impl ByteWriter {
    /// Creates an empty, unbounded writer.
    #[must_use]
    pub fn new() -> Self {
        Self::default()
    }

    /// Creates an empty writer with pre-allocated capacity.
    #[must_use]
    pub fn with_capacity(capacity: usize) -> Self {
        Self {
            buffer: Vec::with_capacity(capacity),
            limit: None,
        }
    }

    /// Creates a writer that fails once `limit` bytes have been written.
    #[must_use]
    pub fn with_limit(limit: usize) -> Self {
        Self {
            buffer: Vec::new(),
            limit: Some(limit),
        }
    }

    /// Number of bytes written.
    #[inline]
    #[must_use]
    pub fn len(&self) -> usize {
        self.buffer.len()
    }

    /// Returns true if nothing has been written.
    #[inline]
    #[must_use]
    pub fn is_empty(&self) -> bool {
        self.buffer.is_empty()
    }

    /// Returns the written bytes.
    #[inline]
    #[must_use]
    pub fn as_slice(&self) -> &[u8] {
        &self.buffer
    }

    /// Consumes the writer, returning the buffer.
    #[must_use]
    pub fn into_inner(self) -> Vec<u8> {
        self.buffer
    }

    fn ensure_room(&self, count: usize) -> CursorResult<()> {
        if let Some(limit) = self.limit {
            if self.buffer.len().saturating_add(count) > limit {
                return Err(CursorError::OutOfBounds {
                    offset: self.buffer.len(),
                    requested: count,
                    len: limit,
                });
            }
        }
        Ok(())
    }

    /// Appends raw bytes.
    ///
    /// # Errors
    ///
    /// Returns `OutOfBounds` if the write limit would be exceeded.
    pub fn write_bytes(&mut self, bytes: &[u8]) -> CursorResult<()> {
        self.ensure_room(bytes.len())?;
        self.buffer.extend_from_slice(bytes);
        Ok(())
    }

    /// Appends one fixed-width value.
    ///
    /// # Errors
    ///
    /// Returns `OutOfBounds` if the write limit would be exceeded.
    pub fn write<T: Pod>(&mut self, value: T) -> CursorResult<()> {
        self.write_bytes(bytemuck::bytes_of(&value))
    }

    /// Appends a bool as one byte.
    ///
    /// # Errors
    ///
    /// Returns `OutOfBounds` if the write limit would be exceeded.
    pub fn write_bool(&mut self, value: bool) -> CursorResult<()> {
        self.write(u8::from(value))
    }

    /// Appends a platform-width unsigned integer as `u64`.
    ///
    /// # Errors
    ///
    /// Returns `OutOfBounds` if the write limit would be exceeded.
    pub fn write_usize(&mut self, value: usize) -> CursorResult<()> {
        self.write(value as u64)
    }

    /// Appends a slice (or fixed-size array) of values with no prefix.
    ///
    /// # Errors
    ///
    /// Returns `OutOfBounds` if the write limit would be exceeded.
    pub fn write_buffer<T: Pod>(&mut self, values: &[T]) -> CursorResult<()> {
        self.write_bytes(bytemuck::cast_slice(values))
    }

    /// Appends a `usize` count followed by the values.
    ///
    /// # Errors
    ///
    /// Returns `OutOfBounds` if the write limit would be exceeded.
    pub fn write_sequence<T: Pod>(&mut self, values: &[T]) -> CursorResult<()> {
        self.ensure_room(8 + std::mem::size_of_val(values))?;
        self.write_usize(values.len())?;
        self.write_buffer(values)
    }

    /// Appends a length-prefixed, NUL-terminated string.
    ///
    /// # Errors
    ///
    /// Returns `OutOfBounds` if the write limit would be exceeded.
    pub fn write_string(&mut self, text: &str) -> CursorResult<()> {
        // prefix + bytes + terminator, all or nothing
        self.ensure_room(8 + text.len() + 1)?;
        self.write_usize(text.len() + 1)?;
        self.write_bytes(text.as_bytes())?;
        self.write(0u8)
    }

    /// Overwrites an already-written value at `offset`.
    ///
    /// # Errors
    ///
    /// Returns `OutOfBounds` if the value would extend past the written bytes.
    pub fn patch<T: Pod>(&mut self, offset: usize, value: T) -> CursorResult<()> {
        let bytes = bytemuck::bytes_of(&value);
        let len = self.buffer.len();
        let target = offset
            .checked_add(bytes.len())
            .and_then(|end| self.buffer.get_mut(offset..end))
            .ok_or(CursorError::OutOfBounds {
                offset,
                requested: bytes.len(),
                len,
            })?;
        target.copy_from_slice(bytes);
        Ok(())
    }
}

impl std::io::Write for ByteWriter {
    fn write(&mut self, buf: &[u8]) -> std::io::Result<usize> {
        self.write_bytes(buf)
            .map_err(|e| std::io::Error::new(std::io::ErrorKind::WriteZero, e))?;
        Ok(buf.len())
    }

    fn flush(&mut self) -> std::io::Result<()> {
        Ok(())
    }
}

#[cfg(test)]
mod tests {
    use super::*;

    #[test]
    fn test_io_write_respects_limit() {
        use std::io::Write as _;

        let mut writer = ByteWriter::with_limit(4);
        writer.write_all(b"abc").unwrap();
        let err = writer.write_all(b"de").unwrap_err();
        assert_eq!(err.kind(), std::io::ErrorKind::WriteZero);
        assert_eq!(writer.as_slice(), b"abc");
    }

    #[test]
    fn test_read_past_end_fails_without_moving() {
        let bytes = [1u8, 2, 3];
        let mut reader = ByteReader::new(&bytes);
        assert_eq!(reader.read::<u16>().unwrap(), u16::from_ne_bytes([1, 2]));

        let err = reader.read::<u32>().unwrap_err();
        assert_eq!(
            err,
            CursorError::OutOfBounds { offset: 2, requested: 4, len: 3 }
        );
        assert_eq!(reader.position(), 2);
        assert_eq!(reader.read::<u8>().unwrap(), 3);
        assert!(reader.is_at_end());
    }

    #[test]
    fn test_skip() {
        let mut writer = ByteWriter::new();
        writer.write(7u64).unwrap();
        writer.write(9u8).unwrap();
        let bytes = writer.into_inner();

        let mut reader = ByteReader::new(&bytes);
        reader.skip::<u64>().unwrap();
        assert_eq!(reader.read::<u8>().unwrap(), 9);
        assert!(reader.skip::<u8>().is_err());
    }

    #[test]
    fn test_string_layout_includes_terminator() {
        let mut writer = ByteWriter::new();
        writer.write_string("abc").unwrap();
        let bytes = writer.into_inner();

        assert_eq!(bytes.len(), 8 + 4);
        assert_eq!(u64::from_ne_bytes(bytes[..8].try_into().unwrap()), 4);
        assert_eq!(&bytes[8..], b"abc\0");

        let mut reader = ByteReader::new(&bytes);
        assert_eq!(reader.read_string().unwrap(), "abc");
        assert!(reader.is_at_end());
    }

    #[test]
    fn test_read_string_into_requires_empty_destination() {
        let bytes = b"hello";
        let mut reader = ByteReader::new(bytes);

        let mut dest = String::from("x");
        assert_eq!(
            reader.read_string_into(5, &mut dest),
            Err(CursorError::DestinationNotEmpty)
        );

        let mut dest = String::new();
        reader.read_string_into(5, &mut dest).unwrap();
        assert_eq!(dest, "hello");

        let mut dest = String::new();
        assert!(matches!(
            reader.read_string_into(1, &mut dest),
            Err(CursorError::OutOfBounds { .. })
        ));
    }

    #[test]
    fn test_invalid_utf8_does_not_advance() {
        let bytes = [0xffu8, 0xfe];
        let mut reader = ByteReader::new(&bytes);
        let mut dest = String::new();
        assert_eq!(
            reader.read_string_into(2, &mut dest),
            Err(CursorError::InvalidUtf8)
        );
        assert_eq!(reader.position(), 0);
    }

    #[test]
    fn test_buffer_roundtrip_and_empty_rule() {
        let mut writer = ByteWriter::new();
        writer.write_sequence(&[1.5f32, -2.0, 3.25]).unwrap();
        writer.write_buffer(&[10u16, 20]).unwrap();
        let bytes = writer.into_inner();

        let mut reader = ByteReader::new(&bytes);
        assert_eq!(reader.read_sequence::<f32>().unwrap(), vec![1.5, -2.0, 3.25]);

        let mut dest = vec![1u16];
        assert_eq!(
            reader.read_buffer_into(2, &mut dest),
            Err(CursorError::DestinationNotEmpty)
        );
        let mut dest = Vec::new();
        reader.read_buffer_into::<u16>(2, &mut dest).unwrap();
        assert_eq!(dest, vec![10, 20]);
    }

    #[test]
    fn test_huge_count_is_out_of_bounds() {
        let mut writer = ByteWriter::new();
        writer.write_usize(usize::MAX / 2).unwrap();
        let bytes = writer.into_inner();

        let mut reader = ByteReader::new(&bytes);
        assert!(matches!(
            reader.read_sequence::<u32>(),
            Err(CursorError::OutOfBounds { .. })
        ));
    }

    #[test]
    fn test_write_limit() {
        let mut writer = ByteWriter::with_limit(6);
        writer.write(1u32).unwrap();
        assert!(matches!(
            writer.write(1u32),
            Err(CursorError::OutOfBounds { offset: 4, requested: 4, len: 6 })
        ));
        writer.write(1u16).unwrap();
        assert_eq!(writer.len(), 6);
        assert!(writer.write_string("").is_err());
    }

    #[test]
    fn test_patch() {
        let mut writer = ByteWriter::new();
        writer.write(0u32).unwrap();
        writer.write(0u32).unwrap();
        writer.patch(4, 0xdead_beef_u32).unwrap();
        assert!(writer.patch(6, 1u32).is_err());

        let bytes = writer.into_inner();
        let mut reader = ByteReader::new(&bytes);
        assert_eq!(reader.read::<u32>().unwrap(), 0);
        assert_eq!(reader.read::<u32>().unwrap(), 0xdead_beef);
    }
}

■ EXERCISE
Using the records above, report how many lines include "bool", with no words around the number.

■ SOLUTION TO THE EXERCISE
3